Hip pain can also arise due to a problem or inflammation in another area, such as the disks of the lumbar spine. Sometimes these disks can herniate and put pressure on the sciatic nerve, causing sciatica, which is characterized by numbing pain from the hip down into the leg. A tight piriformis muscle, which is located in the buttocks, can also pinch the sciatic nerve and cause hip pain.

Inflammation of the iliotibial band, or IT band, may also cause hip pain, as well as knee pain. IT band syndrome occurs due to overuse and is associated with tightness of the muscle groups that surround the knee and the hip.

Can I treat hip pain at home?

You can typically lessen minor hip pain by taking a break from aggravating activities, using over-the-counter pain medications, and trying ice/heat therapy. But when your pain won’t go away and instead starts to interfere with daily activity, it’s time to seek diagnosis and treatment.

You should also see the specialists at the Center for Orthopedic Surgery if the pain comes on suddenly and brings redness, swelling, or weakness.

How is hip pain treated?

The doctors at the Center for Orthopedic Surgery do a careful examination, order imaging tests, and consider your medical history when diagnosing your hip pain. Treatment may include conservative interventions, such as physical therapy, movement adaptations, rest, medications, and stretching. In some cases, more aggressive treatments, including surgery or joint reconstruction, may be required.

What conditions warrant a hip replacement?

If your hip has been damaged by arthritis, a fracture, overuse, or other conditions, debilitating pain could interrupt even simple daily activities such as walking, getting up out of a chair, or standing.
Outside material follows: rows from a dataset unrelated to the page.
//! # Action 模块
//!
//! 补间动作：在 `start` 时记录每个属性的起点/终点，
//! 之后每次 `step(t)` 计算插值并写回目标对象。
//!
//! ## 状态机
//!
//! ```text
//! Unstarted ──start──► Started ──step(t<1)──► Running ──step(1)──► Complete
//!                         ▲                                            │
//!                         └──────────────── start（重新记录）───────────┘
//! ```
//!
//! 动作不负责计时：时长累计、延迟、重复都由外部调度器处理，
//! 这里只消费已经归一化的 `t`。

use std::collections::{BTreeMap, HashMap};
use std::fmt;
use std::rc::Rc;

use tracing::{debug, warn};

use crate::easing::EasingRegistry;
use crate::error::TweenWarning;
use crate::interpolate::linear_progress;
use crate::options::{TweenOptions, check_deprecated_options};
use crate::property::{PropertySpec, RawProperties, TweenValue, resolve_properties};
use crate::target::Animatable;
use crate::value::{CompoundValue, PropertyValue, SharedCompound};

/// 动作 ID（由调度器分配，克隆时保留）
#[derive(Debug, Clone, Copy, PartialEq, Eq, Hash)]
pub struct ActionId(pub u64);

impl ActionId {
    pub fn new(id: u64) -> Self {
        Self(id)
    }
}

/// 动作状态
#[derive(Debug, Clone, Copy, PartialEq, Eq, Default)]
pub enum TweenState {
    /// 尚未开始
    #[default]
    Unstarted,
    /// 已记录起点，尚未更新
    Started,
    /// 至少更新过一次且未完成
    Running,
    /// 收到 `t == 1` 的更新
    Complete,
}

impl TweenState {
    /// 是否已经开始（包括已完成）
    pub fn is_started(&self) -> bool {
        !matches!(self, Self::Unstarted)
    }

    pub fn is_complete(&self) -> bool {
        matches!(self, Self::Complete)
    }
}

/// 单个属性的运行时状态
///
/// 在 `start` 时创建，`end` 在整个运行期间保持不变，只有 `current` 会被更新。
#[derive(Debug, Clone)]
pub enum PropertyState {
    Scalar {
        start: f32,
        current: f32,
        end: f32,
    },
    Compound {
        start: BTreeMap<String, f32>,
        /// 与目标对象共享：每帧原地修改后写回
        current: SharedCompound,
        end: BTreeMap<String, f32>,
    },
}

impl PropertyState {
    /// 标量终值
    pub fn scalar_end(&self) -> Option<f32> {
        match self {
            Self::Scalar { end, .. } => Some(*end),
            Self::Compound { .. } => None,
        }
    }

    /// 复合值子字段的终值
    pub fn compound_end(&self, key: &str) -> Option<f32> {
        match self {
            Self::Scalar { .. } => None,
            Self::Compound { end, .. } => end.get(key).copied(),
        }
    }

    /// 复合值中被记录的子字段
    pub fn captured_keys(&self) -> Vec<String> {
        match self {
            Self::Scalar { .. } => Vec::new(),
            Self::Compound { start, .. } => start.keys().cloned().collect(),
        }
    }
}

/// 基础区间动作接口（调度器侧）
pub trait IntervalAction<T> {
    /// 时长（秒）
    fn duration(&self) -> f32;

    /// 绑定目标并开始
    fn start_with_target(&mut self, target: Option<Rc<T>>);

    /// 以归一化时间 `t` 更新
    fn update(&mut self, t: f32);
}

/// 克隆装饰钩子
///
/// 调度器在 `clone` / `reverse` 时借此把自己维护的元数据（速度、重复次数、标签等）
/// 复制到新动作上。
pub trait ActionDecoration<T: Animatable> {
    fn decorate(&self, source: &TweenAction<T>, clone: &mut TweenAction<T>);
}

impl<T, F> ActionDecoration<T> for F
where
    T: Animatable,
    F: Fn(&TweenAction<T>, &mut TweenAction<T>),
{
    fn decorate(&self, source: &TweenAction<T>, clone: &mut TweenAction<T>) {
        self(source, clone)
    }
}

/// 补间动作
pub struct TweenAction<T: Animatable> {
    duration: f32,
    /// 未解析的原始属性表（克隆间共享）
    raw: Rc<RawProperties>,
    /// 选项（克隆间共享）
    options: Rc<TweenOptions<T>>,
    registry: Rc<EasingRegistry>,
    specs: Vec<PropertySpec>,
    states: HashMap<String, PropertyState>,
    reversed: bool,
    target: Option<Rc<T>>,
    /// 实际写入的目标（优先于 `target`）
    mutation_target: Option<Rc<T>>,
    id: Option<ActionId>,
    tag: Option<String>,
    decoration: Option<Rc<dyn ActionDecoration<T>>>,
    state: TweenState,
    warnings: Vec<TweenWarning>,
}

impl<T: Animatable> fmt::Debug for TweenAction<T> {
    fn fmt(&self, f: &mut fmt::Formatter<'_>) -> fmt::Result {
        f.debug_struct("TweenAction")
            .field("duration", &self.duration)
            .field("relative", &self.options.relative)
            .field("reversed", &self.reversed)
            .field("specs", &self.specs.len())
            .field("states", &self.states.len())
            .field("state", &self.state)
            .field("id", &self.id)
            .finish()
    }
}

impl<T: Animatable> TweenAction<T> {
    /// 创建补间动作
    ///
    /// 构造时依次完成：检查废弃选项、解析全局缓动（含旧版名称适配）、解析属性表。
    pub fn new(
        duration: f32,
        props: RawProperties,
        options: TweenOptions<T>,
        registry: Rc<EasingRegistry>,
    ) -> Self {
        let mut options = options;
        let mut warnings = Vec::new();

        // 全局缓动只解析一次，之后克隆共享已解析的函数
        if let Some(warning) = options.resolve_easing(&registry) {
            warnings.push(warning);
        }

        let mut action = Self::from_shared(duration, Rc::new(props), Rc::new(options), registry);
        warnings.append(&mut action.warnings);
        action.warnings = warnings;
        action
    }

    fn from_shared(
        duration: f32,
        raw: Rc<RawProperties>,
        options: Rc<TweenOptions<T>>,
        registry: Rc<EasingRegistry>,
    ) -> Self {
        let mut warnings = check_deprecated_options(&options);
        let (specs, mut spec_warnings) = resolve_properties(&raw, &registry);
        warnings.append(&mut spec_warnings);

        Self {
            duration,
            raw,
            options,
            registry,
            specs,
            states: HashMap::new(),
            reversed: false,
            target: None,
            mutation_target: None,
            id: None,
            tag: None,
            decoration: None,
            state: TweenState::Unstarted,
            warnings,
        }
    }

    /// 时长（秒）
    pub fn duration(&self) -> f32 {
        self.duration
    }

    /// 是否为相对补间
    pub fn relative(&self) -> bool {
        self.options.relative
    }

    /// 是否处于反向状态
    pub fn reversed(&self) -> bool {
        self.reversed
    }

    pub fn state(&self) -> TweenState {
        self.state
    }

    pub fn options(&self) -> &TweenOptions<T> {
        &self.options
    }

    /// 已解析的属性描述
    pub fn specs(&self) -> &[PropertySpec] {
        &self.specs
    }

    /// 属性的运行时状态（目标上不存在的属性返回 `None`）
    pub fn property_state(&self, name: &str) -> Option<&PropertyState> {
        self.states.get(name)
    }

    /// 构造与运行过程中产生的警告
    pub fn warnings(&self) -> &[TweenWarning] {
        &self.warnings
    }

    pub fn id(&self) -> Option<ActionId> {
        self.id
    }

    pub fn set_id(&mut self, id: ActionId) {
        self.id = Some(id);
    }

    pub fn tag(&self) -> Option<&str> {
        self.tag.as_deref()
    }

    pub fn set_tag(&mut self, tag: impl Into<String>) {
        self.tag = Some(tag.into());
    }

    /// 最近一次 `start` 传入的目标
    pub fn target(&self) -> Option<&Rc<T>> {
        self.target.as_ref()
    }

    pub fn mutation_target(&self) -> Option<&Rc<T>> {
        self.mutation_target.as_ref()
    }

    /// 指定实际写入的目标，覆盖 `start` 传入的目标
    pub fn set_mutation_target(&mut self, target: Option<Rc<T>>) {
        self.mutation_target = target;
    }

    /// 设置克隆装饰钩子
    pub fn set_decoration(&mut self, decoration: impl ActionDecoration<T> + 'static) {
        self.decoration = Some(Rc::new(decoration));
    }

    /// 实际写入的目标：覆盖目标优先，否则为 `start` 传入的目标
    fn worker_target(&self) -> Option<Rc<T>> {
        self.mutation_target.clone().or_else(|| self.target.clone())
    }

    fn end_value(&self, current: f32, value: f32) -> f32 {
        match (self.options.relative, self.reversed) {
            (true, false) => current + value,
            (true, true) => current - value,
            (false, _) => value,
        }
    }

    fn capture(&self, spec: &PropertySpec, reading: PropertyValue) -> Option<PropertyState> {
        match (&spec.value, reading) {
            (TweenValue::Scalar(value), PropertyValue::Number(current)) => Some(PropertyState::Scalar {
                start: current,
                current,
                end: self.end_value(current, *value),
            }),
            (TweenValue::Compound(value), PropertyValue::Compound(reading)) => {
                let reading = reading.borrow();
                let mut start = BTreeMap::new();
                let mut end = BTreeMap::new();

                for key in value.modifiable_keys() {
                    let Some(current) = reading.get(&key).filter(|v| !v.is_nan()) else {
                        continue;
                    };
                    let Some(target) = value.get(&key) else {
                        continue;
                    };
                    start.insert(key.clone(), current);
                    end.insert(key, self.end_value(current, target));
                }

                let current = CompoundValue::from_fields(start.clone()).into_shared();
                Some(PropertyState::Compound {
                    start,
                    current,
                    end,
                })
            }
            _ => {
                debug!(property = %spec.name, "属性类型与目标值不匹配，跳过");
                None
            }
        }
    }

    /// 绑定目标并记录每个属性的起点与终点
    ///
    /// 没有可写入的目标时直接返回，不记录状态、不触发回调。
    /// 再次调用会重新记录全部状态。
    pub fn start(&mut self, target: Option<Rc<T>>) {
        self.target = target;
        let Some(worker) = self.worker_target() else {
            return;
        };

        let mut states = HashMap::with_capacity(self.specs.len());
        for spec in &self.specs {
            let Some(reading) = worker.get_property(&spec.name) else {
                continue;
            };
            if let Some(state) = self.capture(spec, reading) {
                states.insert(spec.name.clone(), state);
            }
        }
        self.states = states;
        self.state = TweenState::Started;

        debug!(
            properties = self.states.len(),
            relative = self.options.relative,
            reversed = self.reversed,
            "补间开始"
        );

        if let Some(on_start) = &self.options.on_start {
            on_start(&worker);
        }
    }

    /// 以归一化时间 `t` 更新（调用方保证 `t` 单调不减）
    pub fn step(&mut self, t: f32) {
        let Some(worker) = self.worker_target() else {
            return;
        };
        let options = Rc::clone(&self.options);

        let easing_time = options.easing_fn().map_or(t, |easing| easing(t));

        for spec in &self.specs {
            let Some(state) = self.states.get_mut(&spec.name) else {
                continue;
            };

            let time = spec.easing.as_ref().map_or(easing_time, |easing| easing(t));
            let progress: &dyn Fn(f32, f32, f32, f32) -> f32 =
                match spec.progress.as_ref().or(options.progress.as_ref()) {
                    Some(progress) => &**progress,
                    None => &linear_progress,
                };

            match state {
                PropertyState::Scalar {
                    start,
                    current,
                    end,
                } => {
                    *current = progress(*start, *end, *current, time);
                    if !worker.set_property(&spec.name, PropertyValue::Number(*current)) {
                        debug!(property = %spec.name, "目标拒绝写入属性");
                    }
                }
                PropertyState::Compound {
                    start,
                    current,
                    end,
                } => {
                    {
                        let mut values = current.borrow_mut();
                        for (key, &from) in start.iter() {
                            let Some(&to) = end.get(key) else {
                                continue;
                            };
                            let now = values.get(key).unwrap_or(from);
                            values.set(key.clone(), progress(from, to, now, time));
                        }
                    }
                    // 写回同一个共享引用
                    if !worker.set_property(&spec.name, PropertyValue::Compound(Rc::clone(current))) {
                        debug!(property = %spec.name, "目标拒绝写入属性");
                    }
                }
            }
        }

        if let Some(on_update) = &options.on_update {
            on_update(&worker, t);
        }

        if t == 1.0 {
            self.state = TweenState::Complete;
            debug!("补间完成");
            if let Some(on_complete) = &options.on_complete {
                on_complete(&worker);
            }
        } else {
            self.state = TweenState::Running;
        }
    }

    /// 以相同的原始输入构造兄弟动作
    fn sibling(&self, reversed: bool) -> Self {
        let mut action = Self::from_shared(
            self.duration,
            Rc::clone(&self.raw),
            Rc::clone(&self.options),
            Rc::clone(&self.registry),
        );
        action.reversed = reversed;
        action.mutation_target = self.mutation_target.clone();
        action.id = self.id;
        action.decoration = self.decoration.clone();
        if let Some(decoration) = &self.decoration {
            decoration.decorate(self, &mut action);
        }
        action
    }

    /// 反向动作
    ///
    /// 只对相对补间有意义：返回方向翻转的兄弟动作，两次反转回到原方向。
    /// 非相对补间给出警告，并返回一个时长为 0、没有任何属性的空动作；
    /// 原动作保持不变。
    pub fn reverse(&self) -> Self {
        if !self.options.relative {
            let warning = TweenWarning::NonRelativeReverse;
            warn!("{}", warning);
            let mut action = Self::new(
                0.0,
                RawProperties::new(),
                TweenOptions::new(),
                Rc::clone(&self.registry),
            );
            action.warnings.push(warning);
            return action;
        }

        self.sibling(!self.reversed)
    }
}

/// 克隆得到一个未开始的兄弟动作
///
/// 时长、原始属性表与选项共享同一份；属性描述重新解析（惰性提供函数会再次调用），
/// 运行时状态不复制。保留 `reversed`、写入目标覆盖、ID 与装饰钩子。
impl<T: Animatable> Clone for TweenAction<T> {
    fn clone(&self) -> Self {
        self.sibling(self.reversed)
    }
}

impl<T: Animatable> IntervalAction<T> for TweenAction<T> {
    fn duration(&self) -> f32 {
        self.duration
    }

    fn start_with_target(&mut self, target: Option<Rc<T>>) {
        self.start(target);
    }

    fn update(&mut self, t: f32) {
        self.step(t);
    }
}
If you experience stiffness, pain while sleeping, and have trouble getting dressed due to hip pain, a replacement may be the solution. You may also consider this surgery when conservative treatments, such as medication, movement modifications, rest, and walking supports no longer alleviate your pain.  

Who is a candidate for hip replacement surgery?

Recommendations for surgery are based on your pain and disability, not your age. Hip replacements have been successful for people of all ages, from the young teenager with juvenile arthritis to the elderly patient with degenerative arthritis, but the typical age for replacement surgery is between 50 and 80.

The doctors may recommend hip replacement if:

  • Hip pain limits your everyday activities
  • Hip pain is chronic and continues while resting
  • Hip pain causes stiffness that interferes with your ability to move or lift the leg

The doctors conduct a thorough physical evaluation of your hip and general health before recommending surgery. They will also review your medical history and perform several imaging tests, including X-rays and MRIs, to ensure that hip replacement surgery is right for you.

What happens during hip replacement surgery?

In total hip replacement, the surgeon removes the damaged bone and cartilage and replaces it with prosthetic components. The femoral head — top of the leg bone — is replaced with a metal stem that is placed into the hollow center of the femur. The surgeon inserts a metal or ceramic ball on the upper part of this stem to replace the damaged head of your femur.

The damaged cartilage surface of the socket is removed in favor of a metal socket. Finally, the surgeon inserts a plastic, ceramic, or metal spacer between the new ball and socket to allow for smooth, pain-free gliding.

Hip replacement surgery typically results in a dramatic reduction in hip pain and a significant improvement in your ability to do daily activities. But, excessive activity or being overweight can speed up the degradation of the replacement and cause pain.

The doctors may caution you against running, jumping, or high-impact sports and encourage you to take up hiking, golf, biking, or dancing instead. With proper activity modifications and self-care, hip replacements last for many years.